Wenn eine Nachricht mit einem öffentlichen Schlüssel verschlüsselt wird, kann der Sender sicher sein, dass nur der Besitzer des privaten Schlüssels die Nachricht verarbeiten kann.

Wenn beide sicher sein wollen, benötigt jeder ein Schlüsselpaar.


----------



## Mujahiddin (6. Sep 2012)

kappesf hat gesagt.:


> zu 1) In der Realität sind das meist sehr große Primzahlen. Aus diesen kann man Private und Public KEy erstellen. Wenn man nun den Public Key hat muss man immer noch die Primzahlen knacken und das ist extrem zeitintensiv (Wir sprechen von wirtklich sehr großen Zahlen). SOlltest du ein Verfahren zum Errechnen von Primzahlen entwicklen, dass einen linearen Zeitaufwand hat sind nahezu alle gängigen Verschlüsselungsvarianten die darauf basieren nichts mehr Wert
> 
> zu 2) Ja man braucht dann in der Tat 2 Key Pairs. Man verwendet aber idR hybride Verfahren. Heisst: Der Client generiert einen normalen Synchronen Schlüssel. Dieser wird mit dem Public Key des Server verschlüsselt und übertragen. Der Server entschlüsselt den synchronen Schlüssel und somit kennen nur die beiden Teilnehmer diesen. Mit diesem Schlüssel wird dann der rest der Kommunikation verschlüsselt. Ist auch wesentlich schneller, da asynchrone Verfahren langsamer sind.

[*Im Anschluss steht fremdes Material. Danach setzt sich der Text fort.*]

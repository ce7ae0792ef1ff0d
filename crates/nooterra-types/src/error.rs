//! Error taxonomy for the Nooterra engine.
//!
//! Every variant carries a stable `code()` string matching the wire error
//! codes a tenant-facing API layer would surface, and a `retryable()` flag
//! the write pipeline (`nooterra-pipeline`) uses to decide whether a caller
//! may safely retry with the same idempotency key. All errors fail closed:
//! when a check cannot be completed, the operation is denied rather than
//! allowed.

use thiserror::Error;

#[derive(Error, Debug)]
pub enum NooterraError {
    // --- canonicalization (C1) ---
    #[error("value is not representable in canonical JSON: {reason}")]
    SchemaInvalid { reason: String },

    // --- signing/verification (C2) ---
    #[error("signature verification failed")]
    SignatureInvalid,

    #[error("key {key_id} not found")]
    KeyNotFound { key_id: String },

    #[error("key {key_id} is not active (status: {status})")]
    KeyNotActive { key_id: String, status: String },

    #[error("key {key_id} is scoped to tenant {owner} and cannot be used for tenant {requested}")]
    KeyTenantMismatch {
        key_id: String,
        owner: String,
        requested: String,
    },

    #[error("key {key_id} cannot sign: {reason}")]
    SignerCannotSign { key_id: String, reason: String },

    // --- store / concurrency (C3) ---
    #[error("revision conflict on {kind}/{key}: expected {expected}, found {actual}")]
    RevisionConflict {
        kind: String,
        key: String,
        expected: u64,
        actual: u64,
    },

    #[error("transaction aborted: {reason}")]
    TransactionAborted { reason: String },

    // --- event chain (C4) ---
    #[error("chain hash mismatch on stream {stream_id} at sequence {sequence}")]
    ChainHashMismatch { stream_id: String, sequence: u64 },

    #[error("event not found: {event_id}")]
    EventNotFound { event_id: String },

    // --- artifacts (C5) ---
    #[error("artifact not found: {hash}")]
    ArtifactNotFound { hash: String },

    #[error("artifact hash mismatch: computed {computed}, expected {expected}")]
    ArtifactHashMismatch { computed: String, expected: String },

    // --- ledger / wallet (C6) ---
    #[error("agent {agent_id} is not in a state that permits this transition (current: {current})")]
    AgentInvalidTransition { agent_id: String, current: String },

    #[error("wallet has insufficient funds: available {available}, requested {requested}")]
    WalletInsufficientFunds { available: i64, requested: i64 },

    #[error("ledger postings do not sum to zero (delta {delta} cents)")]
    LedgerUnbalanced { delta: i64 },

    #[error("wallet account not found: {account}")]
    WalletAccountNotFound { account: String },

    #[error("wallet currency mismatch: expected {expected}, got {actual}")]
    WalletCurrencyMismatch { expected: String, actual: String },

    // --- run lifecycle / settlement (C7) ---
    #[error("run {run_id} is not in a state that permits this transition (current: {current})")]
    RunInvalidTransition { run_id: String, current: String },

    #[error("settlement {settlement_id} already decided as {decision}")]
    SettlementAlreadyDecided {
        settlement_id: String,
        decision: String,
    },

    #[error("policy replay mismatch for settlement {settlement_id}: stored {stored}, recomputed {recomputed}")]
    PolicyReplayMismatch {
        settlement_id: String,
        stored: String,
        recomputed: String,
    },

    // --- marketplace (C8) ---
    #[error("rfq {rfq_id} is closed and no longer accepts bids")]
    RfqClosed { rfq_id: String },

    #[error("bid {bid_id} not found on rfq {rfq_id}")]
    BidNotFound { rfq_id: String, bid_id: String },

    #[error("bid {bid_id} is not in a state that permits this transition (current: {current})")]
    BidInvalidTransition { bid_id: String, current: String },

    #[error("agreement {agreement_id} requires acceptance signatures from both parties")]
    AgreementUnaccepted { agreement_id: String },

    // --- disputes/arbitration (C9) ---
    #[error("dispute {dispute_id} window has closed")]
    DisputeWindowClosed { dispute_id: String },

    #[error("dispute {dispute_id} is not in a state that accepts this operation (current: {current})")]
    DisputeInvalidTransition { dispute_id: String, current: String },

    #[error("arbitration verdict hash mismatch for dispute {dispute_id}: stored {stored}, recomputed {recomputed}")]
    ClosepackBindingVerdictHashMismatch {
        dispute_id: String,
        stored: String,
        recomputed: String,
    },

    // --- x402 gate (C10) ---
    #[error("x402 request binding mismatch: expected {expected}, computed {computed}")]
    X402RequestMismatch { expected: String, computed: String },

    #[error("x402 gate {gate_id} execution intent is invalid: {reason}")]
    X402IntentInvalid { gate_id: String, reason: String },

    #[error("x402 gate {gate_id} payment was not authorized")]
    X402PaymentNotAuthorized { gate_id: String },

    #[error("x402 dispute-close binding evidence required for gate {gate_id}")]
    X402DisputeCloseBindingEvidenceRequired { gate_id: String },

    #[error("x402 dispute-close binding evidence mismatch for gate {gate_id}: expected {expected}, got {actual}")]
    X402DisputeCloseBindingEvidenceMismatch {
        gate_id: String,
        expected: String,
        actual: String,
    },

    #[error("x402 arbitration-open binding evidence required for gate {gate_id}")]
    X402ArbitrationOpenBindingEvidenceRequired { gate_id: String },

    #[error("x402 arbitration-open binding evidence mismatch for gate {gate_id}: expected {expected}, got {actual}")]
    X402ArbitrationOpenBindingEvidenceMismatch {
        gate_id: String,
        expected: String,
        actual: String,
    },

    // --- idempotent write pipeline (C11) ---
    #[error("idempotency key {key} was reused with a different request body")]
    IdempotencyKeyReusedWithDifferentBody { key: String },

    #[error("tenant not found: {tenant_id}")]
    TenantNotFound { tenant_id: String },

    #[error("{resource} not found: {id}")]
    NotFound { resource: String, id: String },

    #[error("required field missing: {field}")]
    RequiredFieldMissing { field: String },

    #[error("payload is required")]
    PayloadRequired,

    #[error("field {field} is not a valid sha256 hex digest")]
    Sha256FieldInvalid { field: String },

    #[error("serialization error: {message}")]
    Serialization { message: String },

    #[error("storage backend error: {message}")]
    Storage { message: String },
}

impl NooterraError {
    /// Stable wire error code, independent of the `Display` message.
    pub fn code(&self) -> &'static str {
        match self {
            NooterraError::SchemaInvalid { .. } => "SCHEMA_INVALID",
            NooterraError::SignatureInvalid => "SIGNATURE_INVALID",
            NooterraError::KeyNotFound { .. } => "KEY_NOT_FOUND",
            NooterraError::KeyNotActive { .. } => "KEY_NOT_ACTIVE",
            NooterraError::KeyTenantMismatch { .. } => "KEY_TENANT_MISMATCH",
            NooterraError::SignerCannotSign { .. } => "SIGNER_CANNOT_SIGN",
            NooterraError::RevisionConflict { .. } => "REVISION_CONFLICT",
            NooterraError::TransactionAborted { .. } => "TRANSACTION_ABORTED",
            NooterraError::ChainHashMismatch { .. } => "CHAIN_HASH_MISMATCH",
            NooterraError::EventNotFound { .. } => "EVENT_NOT_FOUND",
            NooterraError::ArtifactNotFound { .. } => "ARTIFACT_NOT_FOUND",
            NooterraError::ArtifactHashMismatch { .. } => "ARTIFACT_HASH_MISMATCH",
            NooterraError::AgentInvalidTransition { .. } => "AGENT_INVALID_TRANSITION",
            NooterraError::WalletInsufficientFunds { .. } => "WALLET_INSUFFICIENT_FUNDS",
            NooterraError::LedgerUnbalanced { .. } => "LEDGER_UNBALANCED",
            NooterraError::WalletAccountNotFound { .. } => "WALLET_ACCOUNT_NOT_FOUND",
            NooterraError::WalletCurrencyMismatch { .. } => "WALLET_CURRENCY_MISMATCH",
            NooterraError::RunInvalidTransition { .. } => "RUN_INVALID_TRANSITION",
            NooterraError::SettlementAlreadyDecided { .. } => "SETTLEMENT_ALREADY_DECIDED",
            NooterraError::PolicyReplayMismatch { .. } => "POLICY_REPLAY_MISMATCH",
            NooterraError::RfqClosed { .. } => "RFQ_CLOSED",
            NooterraError::BidNotFound { .. } => "BID_NOT_FOUND",
            NooterraError::BidInvalidTransition { .. } => "BID_INVALID_TRANSITION",
            NooterraError::AgreementUnaccepted { .. } => "AGREEMENT_UNACCEPTED",
            NooterraError::DisputeWindowClosed { .. } => "DISPUTE_WINDOW_CLOSED",
            NooterraError::DisputeInvalidTransition { .. } => "DISPUTE_INVALID_TRANSITION",
            NooterraError::ClosepackBindingVerdictHashMismatch { .. } => {
                "CLOSEPACK_BINDING_VERDICT_HASH_MISMATCH"
            }
            NooterraError::X402RequestMismatch { .. } => "X402_REQUEST_MISMATCH",
            NooterraError::X402IntentInvalid { .. } => "X402_EXECUTION_INTENT_INVALID",
            NooterraError::X402PaymentNotAuthorized { .. } => "X402_PAYMENT_NOT_AUTHORIZED",
            NooterraError::X402DisputeCloseBindingEvidenceRequired { .. } => {
                "X402_DISPUTE_CLOSE_BINDING_EVIDENCE_REQUIRED"
            }
            NooterraError::X402DisputeCloseBindingEvidenceMismatch { .. } => {
                "X402_DISPUTE_CLOSE_BINDING_EVIDENCE_MISMATCH"
            }
            NooterraError::X402ArbitrationOpenBindingEvidenceRequired { .. } => {
                "X402_ARBITRATION_OPEN_BINDING_EVIDENCE_REQUIRED"
            }
            NooterraError::X402ArbitrationOpenBindingEvidenceMismatch { .. } => {
                "X402_ARBITRATION_OPEN_BINDING_EVIDENCE_MISMATCH"
            }
            NooterraError::IdempotencyKeyReusedWithDifferentBody { .. } => {
                "IDEMPOTENCY_KEY_REUSED_WITH_DIFFERENT_BODY"
            }
            NooterraError::TenantNotFound { .. } => "TENANT_NOT_FOUND",
            NooterraError::NotFound { .. } => "NOT_FOUND",
            NooterraError::RequiredFieldMissing { .. } => "REQUIRED_FIELD_MISSING",
            NooterraError::PayloadRequired => "PAYLOAD_REQUIRED",
            NooterraError::Sha256FieldInvalid { .. } => "SHA256_FIELD_INVALID",
            NooterraError::Serialization { .. } => "SERIALIZATION_ERROR",
            NooterraError::Storage { .. } => "STORAGE_ERROR",
        }
    }

    /// Whether a caller may retry the same operation (same idempotency key,
    /// same body) and expect a different outcome. Concurrency conflicts and
    /// storage errors are retryable; everything that reflects a durable
    /// business-rule violation is not.
    pub fn retryable(&self) -> bool {
        matches!(
            self,
            NooterraError::TransactionAborted { .. } | NooterraError::Storage { .. }
        )
    }
}

impl From<serde_json::Error> for NooterraError {
    fn from(e: serde_json::Error) -> Self {
        NooterraError::Serialization {
            message: e.to_string(),
        }
    }
}

pub type Result<T> = std::result::Result<T, NooterraError>;

#[cfg(test)]
mod tests {
    use super::*;

    #[test]
    fn codes_are_stable_strings() {
        let err = NooterraError::WalletInsufficientFunds {
            available: 10,
            requested: 100,
        };
        assert_eq!(err.code(), "WALLET_INSUFFICIENT_FUNDS");
        assert!(!err.retryable());
    }

    #[test]
    fn chain_hash_mismatch_is_not_retryable() {
        let err = NooterraError::ChainHashMismatch {
            stream_id: "stream_1".into(),
            sequence: 2,
        };
        assert_eq!(err.code(), "CHAIN_HASH_MISMATCH");
        assert!(!err.retryable());
    }
}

Okay grob hab ich das verstanden.
Synchron = symmetrisch? Also DES statt RSA (anhand von Algorithmen)

Ich lass mir das später noch genauer durch den Kopf gehen, aber zwei Sachen sind mir noch aufgefallen:

Dieser Schlüssel, der vom Client generiert wurde, kann der geändert werden oder bleibt der für alle Zeiten gleich? [meine Vermutung ist, dass bei jedem Applikationstart der Client einen neuen Schlüssel generiert und verschlüsselt überträgt, also jeder Socket hat einen eigenen Schlüssel]

Naja ich meine wir befinden uns im Bereich von ~65536 (ist ja Richtlinie, und Standardprovider von javax.crypto benutzt diese Primzahl), kann man diese ganzen Primzahlen nicht in ein Array hinterlegen, somit spart man sich das erneute Rechnen und hat enorm kurze Zeiten, die Information zu entschlüsseln?


----------



## FArt (6. Sep 2012)

Ihr werft zwei Sachen zusammen, die zwar was miteinander zu tun haben, aber nicht das selbe sind.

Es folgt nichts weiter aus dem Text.